Connect to Google Drive Asks the user for permission to connect to the user's Google Drive.
Load Dataset Loads the IMDb dataset which the user is expected to have already downloaded and uploaded to their Google Drive. It will use the path given to identify the location of the data file
Install Transformers Package Downloads the necessary transformer packages to perform the preprocessing tasks needed for the data.
Slice Dataset Randomly selects 10,000 positive samples and 10,000 negative samples from the original dataset, concatenates these two subsets together to one dataset, then shuffles the rows to ensure ordering does not affect training. The reason for lowering the size of the dataset is due to our restricted computational capacity. Google Colab provides up to 12 GB of RAM, which can quickly dissipate when working in NLP.
Preprocess Data (Tokenize, distilBERT Transformer, Pooling) Performs much of the brunt work of the program: data preprocessing for the classifiers. It creates an instance of the pre-trained uncased distilBERT tokenizer and model ("distilbert-base-uncased") after which, the function "encode_and_pool" is defined.

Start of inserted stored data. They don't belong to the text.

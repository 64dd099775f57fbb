//! WAV-file stand-in for the microphone.
//!
//! Decodes the whole file up front (mono downmix, normalised f32) and then
//! feeds it into the capture ring in real time from a pacing thread, so the
//! rest of the pipeline cannot tell it apart from a live device.

use std::path::Path;
use std::sync::{
    atomic::{AtomicBool, Ordering},
    Arc,
};
use std::thread::JoinHandle;
use std::time::{Duration, Instant};

use hound::{SampleFormat, WavReader};
use tracing::{debug, info, warn};

use crate::buffering::{AudioProducer, Producer};
use crate::error::{Result, VoiceError};

/// Samples are released in 20 ms slices.
const PACE_SLICE_MS: u64 = 20;

pub struct WavCapture {
    running: Arc<AtomicBool>,
    thread: Option<JoinHandle<()>>,
    pub sample_rate: u32,
}

/// Read a WAV file into mono f32 samples. Returns `(samples, sample_rate)`.
pub fn read_wav_mono(path: &Path) -> Result<(Vec<f32>, u32)> {
    let reader = WavReader::open(path)
        .map_err(|e| VoiceError::AudioDevice(format!("open {}: {e}", path.display())))?;
    let spec = reader.spec();
    let channels = spec.channels.max(1) as usize;

    let interleaved: Vec<f32> = match spec.sample_format {
        SampleFormat::Float => reader
            .into_samples::<f32>()
            .collect::<std::result::Result<_, _>>()
            .map_err(|e| VoiceError::AudioStream(e.to_string()))?,
        SampleFormat::Int => {
            let full_scale = (1i64 << (spec.bits_per_sample.clamp(1, 32) - 1)) as f32;
            reader
                .into_samples::<i32>()
                .map(|s| s.map(|v| v as f32 / full_scale))
                .collect::<std::result::Result<_, _>>()
                .map_err(|e| VoiceError::AudioStream(e.to_string()))?
        }
    };

    let mono = interleaved
        .chunks_exact(channels)
        .map(|frame| frame.iter().sum::<f32>() / channels as f32)
        .collect();
    Ok((mono, spec.sample_rate))
}

impl WavCapture {
    /// Start feeding `path` into `producer` at real-time pace.
    ///
    /// The thread exits at end of file or when `running` drops.
    pub fn open(path: &Path, mut producer: AudioProducer, running: Arc<AtomicBool>) -> Result<Self> {
        let (samples, sample_rate) = read_wav_mono(path)?;
        info!(
            path = %path.display(),
            sample_rate,
            samples = samples.len(),
            "opening wav capture source"
        );

        let slice = (sample_rate as u64 * PACE_SLICE_MS / 1000).max(1) as usize;
        let thread_running = Arc::clone(&running);
        let thread = std::thread::Builder::new()
            .name("voicedesk-wav".into())
            .spawn(move || {
                let started = Instant::now();
                let mut offset = 0usize;
                while offset < samples.len() && thread_running.load(Ordering::Relaxed) {
                    let end = (offset + slice).min(samples.len());
                    let written = producer.push_slice(&samples[offset..end]);
                    if written < end - offset {
                        warn!("capture ring full: dropped {} wav frames", end - offset - written);
                    }
                    offset = end;

                    let due = Duration::from_secs_f64(offset as f64 / sample_rate as f64);
                    if let Some(wait) = due.checked_sub(started.elapsed()) {
                        std::thread::sleep(wait);
                    }
                }
                debug!(offset, "wav capture source finished");
            })?;

        Ok(Self {
            running,
            thread: Some(thread),
            sample_rate,
        })
    }

    pub fn stop(&mut self) {
        self.running.store(false, Ordering::Release);
        if let Some(thread) = self.thread.take() {
            let _ = thread.join();
        }
    }
}

impl Drop for WavCapture {
    fn drop(&mut self) {
        self.stop();
    }
}
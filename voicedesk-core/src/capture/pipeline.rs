//! Blocking capture loop.
//!
//! ## Stages (per iteration)
//!
//! ```text
//! 1. Drain ring buffer → Vec<f32> (device rate, mono)
//! 2. Resample to the transport input rate
//! 3. Frame into fixed-size blocks
//! 4. PCM16 + base64 encode each block
//! 5. Send through the transport sender (or discard until the session is open)
//! ```
//!
//! Runs in `spawn_blocking` on the same thread that owns the input stream.

use std::sync::{
    atomic::{AtomicBool, Ordering},
    Arc, OnceLock,
};
use std::time::Duration;

use tracing::{debug, error, info, warn};

use super::{CaptureDiagnostics, Framer};
use crate::audio::resample::RateConverter;
use crate::buffering::{AudioConsumer, Consumer};
use crate::codec::encode_frame;
use crate::error::Result;
use crate::transport::{PushOutcome, TransportSender};

/// 20 ms at 48 kHz.
const DRAIN_CHUNK: usize = 960;

const DEFAULT_SLEEP_EMPTY_MS: u64 = 5;

pub struct CaptureContext {
    pub block_size: usize,
    /// Transport input rate (16 kHz).
    pub target_rate: u32,
    pub consumer: AudioConsumer,
    pub running: Arc<AtomicBool>,
    /// Raised once the transport reports it is open.
    pub forwarding: Arc<AtomicBool>,
    pub sender: TransportSender,
    pub capture_sample_rate: u32,
    pub diagnostics: Arc<CaptureDiagnostics>,
}

/// A capture loop whose resampler is already built.
///
/// Construction is the last step that can fail, so callers confirm the
/// capture source as open only after [`CapturePipeline::new`] succeeds.
pub struct CapturePipeline {
    ctx: CaptureContext,
    resampler: RateConverter,
}

impl CapturePipeline {
    pub fn new(ctx: CaptureContext) -> Result<Self> {
        let resampler = RateConverter::new(ctx.capture_sample_rate, ctx.target_rate, DRAIN_CHUNK)
            .inspect_err(|e| error!("failed to create capture resampler: {e}"))?;
        Ok(Self { ctx, resampler })
    }

    /// Run until `running` becomes false.
    pub fn run(self) {
        let Self {
            mut ctx,
            mut resampler,
        } = self;
        info!(
            capture_rate = ctx.capture_sample_rate,
            target_rate = ctx.target_rate,
            block_size = ctx.block_size,
            "capture pipeline started"
        );

        let mut framer = Framer::new(ctx.block_size, ctx.target_rate);
        let mut raw = vec![0f32; DRAIN_CHUNK];
        let mut seq = 0u64;

        loop {
            if !ctx.running.load(Ordering::Relaxed) {
                break;
            }

            let n = ctx.consumer.pop_slice(&mut raw);
            if n == 0 {
                std::thread::sleep(Duration::from_millis(empty_sleep_ms()));
                continue;
            }
            ctx.diagnostics.frames_in.fetch_add(n, Ordering::Relaxed);

            let resampled = resampler.process(&raw[..n]);
            if resampled.is_empty() {
                continue;
            }
            ctx.diagnostics
                .frames_resampled
                .fetch_add(resampled.len(), Ordering::Relaxed);

            for frame in framer.push(&resampled) {
                let chunk = encode_frame(&frame);
                ctx.diagnostics.frames_encoded.fetch_add(1, Ordering::Relaxed);

                if !ctx.forwarding.load(Ordering::Acquire) {
                    ctx.diagnostics
                        .frames_discarded
                        .fetch_add(1, Ordering::Relaxed);
                    continue;
                }

                match ctx.sender.send(chunk) {
                    PushOutcome::Queued => {
                        ctx.diagnostics.frames_sent.fetch_add(1, Ordering::Relaxed);
                    }
                    PushOutcome::Evicted => {
                        ctx.diagnostics.frames_sent.fetch_add(1, Ordering::Relaxed);
                        ctx.diagnostics
                            .frames_dropped
                            .fetch_add(1, Ordering::Relaxed);
                        warn!(seq, "outbound queue full: dropped oldest frame");
                    }
                    PushOutcome::Rejected => {
                        ctx.diagnostics
                            .frames_dropped
                            .fetch_add(1, Ordering::Relaxed);
                        if ctx.sender.is_closed() {
                            debug!(seq, "outbound queue closed, frame not sent");
                        } else {
                            warn!(seq, "outbound queue full: dropped newest frame");
                        }
                    }
                }
                seq += 1;
            }
        }

        info!(
            frames = seq,
            partial = framer.pending_len(),
            "capture pipeline stopped"
        );
    }
}

fn empty_sleep_ms() -> u64 {
    static EMPTY_SLEEP_MS: OnceLock<u64> = OnceLock::new();
    *EMPTY_SLEEP_MS.get_or_init(|| {
        std::env::var("VOICEDESK_CAPTURE_EMPTY_SLEEP_MS")
            .ok()
            .and_then(|v| v.parse::<u64>().ok())
            .map(|v| v.clamp(1, 20))
            .unwrap_or(DEFAULT_SLEEP_EMPTY_MS)
    })
}

#[cfg(test)]
mod tests {
    use super::*;

    use std::thread;
    use std::time::Instant;

    use crate::buffering::{create_audio_ring, Producer};
    use crate::codec::{decode_pcm16, EncodedChunk};
    use crate::transport::{OutboundQueue, OverflowPolicy};

    struct Harness {
        producer: crate::buffering::AudioProducer,
        running: Arc<AtomicBool>,
        forwarding: Arc<AtomicBool>,
        outbound: Arc<OutboundQueue>,
        diagnostics: Arc<CaptureDiagnostics>,
        thread: thread::JoinHandle<()>,
    }

    fn spawn(block_size: usize, queue_cap: usize, forwarding: bool) -> Harness {
        let (producer, consumer) = create_audio_ring(16_384);
        let running = Arc::new(AtomicBool::new(true));
        let forwarding = Arc::new(AtomicBool::new(forwarding));
        let outbound = Arc::new(OutboundQueue::new(queue_cap, OverflowPolicy::DropOldest));
        let diagnostics = Arc::new(CaptureDiagnostics::default());
        let ctx = CaptureContext {
            block_size,
            target_rate: 16_000,
            consumer,
            running: Arc::clone(&running),
            forwarding: Arc::clone(&forwarding),
            sender: TransportSender::new(Arc::clone(&outbound)),
            capture_sample_rate: 16_000,
            diagnostics: Arc::clone(&diagnostics),
        };
        let pipeline = CapturePipeline::new(ctx).expect("pipeline");
        let thread = thread::spawn(move || pipeline.run());
        Harness {
            producer,
            running,
            forwarding,
            outbound,
            diagnostics,
            thread,
        }
    }

    fn wait_until(mut cond: impl FnMut() -> bool) {
        let deadline = Instant::now() + Duration::from_secs(2);
        while !cond() {
            assert!(Instant::now() < deadline, "condition not met in time");
            thread::sleep(Duration::from_millis(2));
        }
    }

    fn stop(h: Harness) -> (Arc<OutboundQueue>, Arc<CaptureDiagnostics>) {
        h.running.store(false, Ordering::Relaxed);
        h.thread.join().expect("capture thread");
        (h.outbound, h.diagnostics)
    }

    #[test]
    fn frames_reach_the_queue_in_capture_order() {
        let mut h = spawn(4, 16, true);
        let ramp: Vec<f32> = (0..10).map(|i| i as f32 / 32768.0).collect();
        assert_eq!(h.producer.push_slice(&ramp), 10);

        let diag = Arc::clone(&h.diagnostics);
        wait_until(|| {
            let snap = diag.snapshot();
            snap.frames_in == 10 && snap.frames_sent == 2
        });
        let (outbound, diagnostics) = stop(h);

        let frames: Vec<Vec<i16>> = std::iter::from_fn(|| outbound.try_pop())
            .map(|c: EncodedChunk| decode_pcm16(&c).expect("pcm"))
            .collect();
        assert_eq!(frames, vec![vec![0, 1, 2, 3], vec![4, 5, 6, 7]]);

        let snap = diagnostics.snapshot();
        assert_eq!(snap.frames_in, 10);
        assert_eq!(snap.frames_encoded, 2);
        assert_eq!(snap.frames_discarded, 0);
    }

    #[test]
    fn frames_before_open_are_discarded() {
        let mut h = spawn(4, 16, false);
        h.producer.push_slice(&[0.1; 8]);
        let diag = Arc::clone(&h.diagnostics);
        wait_until(|| diag.snapshot().frames_discarded == 2);

        h.forwarding.store(true, Ordering::Release);
        h.producer.push_slice(&[0.2; 4]);
        let diag = Arc::clone(&h.diagnostics);
        wait_until(|| diag.snapshot().frames_sent == 1);

        let (outbound, _) = stop(h);
        assert_eq!(outbound.len(), 1);
        let pcm = decode_pcm16(&outbound.try_pop().unwrap()).unwrap();
        assert_eq!(pcm, vec![6553; 4]);
    }

    #[test]
    fn unusable_capture_rate_fails_at_construction() {
        let (_producer, consumer) = create_audio_ring(1024);
        let ctx = CaptureContext {
            block_size: 4,
            target_rate: 16_000,
            consumer,
            running: Arc::new(AtomicBool::new(true)),
            forwarding: Arc::new(AtomicBool::new(true)),
            sender: TransportSender::new(Arc::new(OutboundQueue::new(4, OverflowPolicy::DropOldest))),
            capture_sample_rate: 0,
            diagnostics: Arc::new(CaptureDiagnostics::default()),
        };
        assert!(CapturePipeline::new(ctx).is_err());
    }

    #[test]
    fn overflow_is_counted_as_dropped() {
        let mut h = spawn(2, 2, true);
        h.producer.push_slice(&[0.0; 10]);
        let diag = Arc::clone(&h.diagnostics);
        wait_until(|| diag.snapshot().frames_encoded == 5);
        let (outbound, diagnostics) = stop(h);

        assert_eq!(outbound.len(), 2);
        assert_eq!(diagnostics.snapshot().frames_dropped, 3);
        assert_eq!(outbound.dropped(), 3);
    }
}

"encode_and_pool" function performs three main steps for preprocessing the data: tokenizing, distilBERT transforming, and pooling.

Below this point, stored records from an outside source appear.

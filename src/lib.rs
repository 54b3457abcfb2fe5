//! # BoxDraw
//!
//! The core of a touch-driven drawing surface: drag one finger to stretch a
//! rectangle, add a second finger to rotate it about its origin, and lift to
//! lock the rotation. Rectangles accumulate across gestures and are handed
//! back to the host, oldest first, for drawing.
//!
//! ## Architecture
//!
//! BoxDraw is organized as a workspace with multiple crates:
//!
//! 1. **boxdraw-core** - Touch input model, errors, shared-state aliases
//! 2. **boxdraw-designer** - Rectangle model, gesture controller, render records, save/restore
//! 3. **boxdraw-settings** - JSON/TOML configuration
//! 4. **boxdraw** - This crate: re-exports, logging setup, config wiring
//!
//! The host owns the window, the canvas, and the lifecycle. It forwards touch
//! events through [`DrawingSurface::handle_event`], redraws when told to, and
//! decides when to [`save_state`](DrawingSurface::save_state) and
//! [`restore_state`](DrawingSurface::restore_state).

use std::path::Path;

use anyhow::Context;

pub use boxdraw_core::{
    CancelPolicy, StateError, TouchEvent, TouchEventKind, TouchId, TouchPoint, MAX_TOUCH_POINTS,
};

pub use boxdraw_designer::{
    rotation_angle, DrawingSurface, GestureController, GesturePhase, Point, RectangleModel,
    RenderedRectangle, SharedSurface, SurfaceState,
};

pub use boxdraw_settings::{Config, GestureSettings, SettingsError, SurfaceStyle};

/// Library version
pub const VERSION: &str = env!("CARGO_PKG_VERSION");

/// Build date (set at compile time)
pub const BUILD_DATE: &str = env!("BUILD_DATE");

/// Initialize logging with the default configuration
///
/// Sets up structured logging with:
/// - Console output with pretty formatting
/// - RUST_LOG environment variable support (INFO by default)
///
/// Fails if a global subscriber is already installed.
pub fn init_logging() -> anyhow::Result<()> {
    use tracing_subscriber::fmt;
    use tracing_subscriber::prelude::*;
    use tracing_subscriber::EnvFilter;

    let env_filter = EnvFilter::from_default_env().add_directive(tracing::Level::INFO.into());

    let fmt_layer = fmt::layer()
        .with_writer(std::io::stdout)
        .with_target(true)
        .with_level(true)
        .with_thread_ids(true)
        .with_thread_names(true)
        .with_line_number(true)
        .pretty();

    tracing_subscriber::registry()
        .with(env_filter)
        .with(fmt_layer)
        .try_init()
        .context("Failed to install tracing subscriber")?;

    tracing::info!("BoxDraw {} (built {})", VERSION, BUILD_DATE);
    Ok(())
}

/// Builds a gesture controller configured from `config`.
pub fn surface_from_config(config: &Config) -> GestureController {
    GestureController::with_cancel_policy(config.gesture.cancel_policy)
}

/// Builds a thread-safe surface configured from `config`.
pub fn shared_surface_from_config(config: &Config) -> SharedSurface {
    SharedSurface::new(surface_from_config(config))
}

/// Loads settings from `path` and builds a controller from them.
pub fn load_surface(path: impl AsRef<Path>) -> anyhow::Result<(Config, GestureController)> {
    let path = path.as_ref();
    let config = Config::load_from_file(path)
        .with_context(|| format!("Failed to load settings from {}", path.display()))?;
    let controller = surface_from_config(&config);
    Ok((config, controller))
}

Tokenizer: the review is converted to numerical representations called tokens. The number of tokens produced depends on the length of the review. This serves as preparation for the distilBERT model. A graphical illustration to demonstrate the input and output relationship of the tokenizer can be viewed below.

DistilBERT model: tokens are then further converted to vectors/tensors that capture the relationship between words. The number of vectors depends on the number of tokens a review is tokenized to, but the length of each vector will remain constant at 768. The result from a single review at this point will essentially become a list of lists where the length of the outer list varies with the length of the review, and the length of the inner list is 768. Another graphical illustration to demonstrate the input and output relationship of the distilBERT model can be viewed below.

Pooling: takes the average of all vectors from distilBERT with respect to their index (ie. column-wise) for a single review. The number of vectors from distilBERT depends on the number of tokens a single review produces. This means that each review will reside in varying numbers of dimensions, which is not suitable for our classification algorithms. To mitigate this, average pooling will compress the varying number of vectors to a single vector by finding the means of their respective indices. Recall that the length of each vector is 768, so the resulting vector will also be of length 768 where the elements are the averages for its respective index. The illustration below demonstrates this action.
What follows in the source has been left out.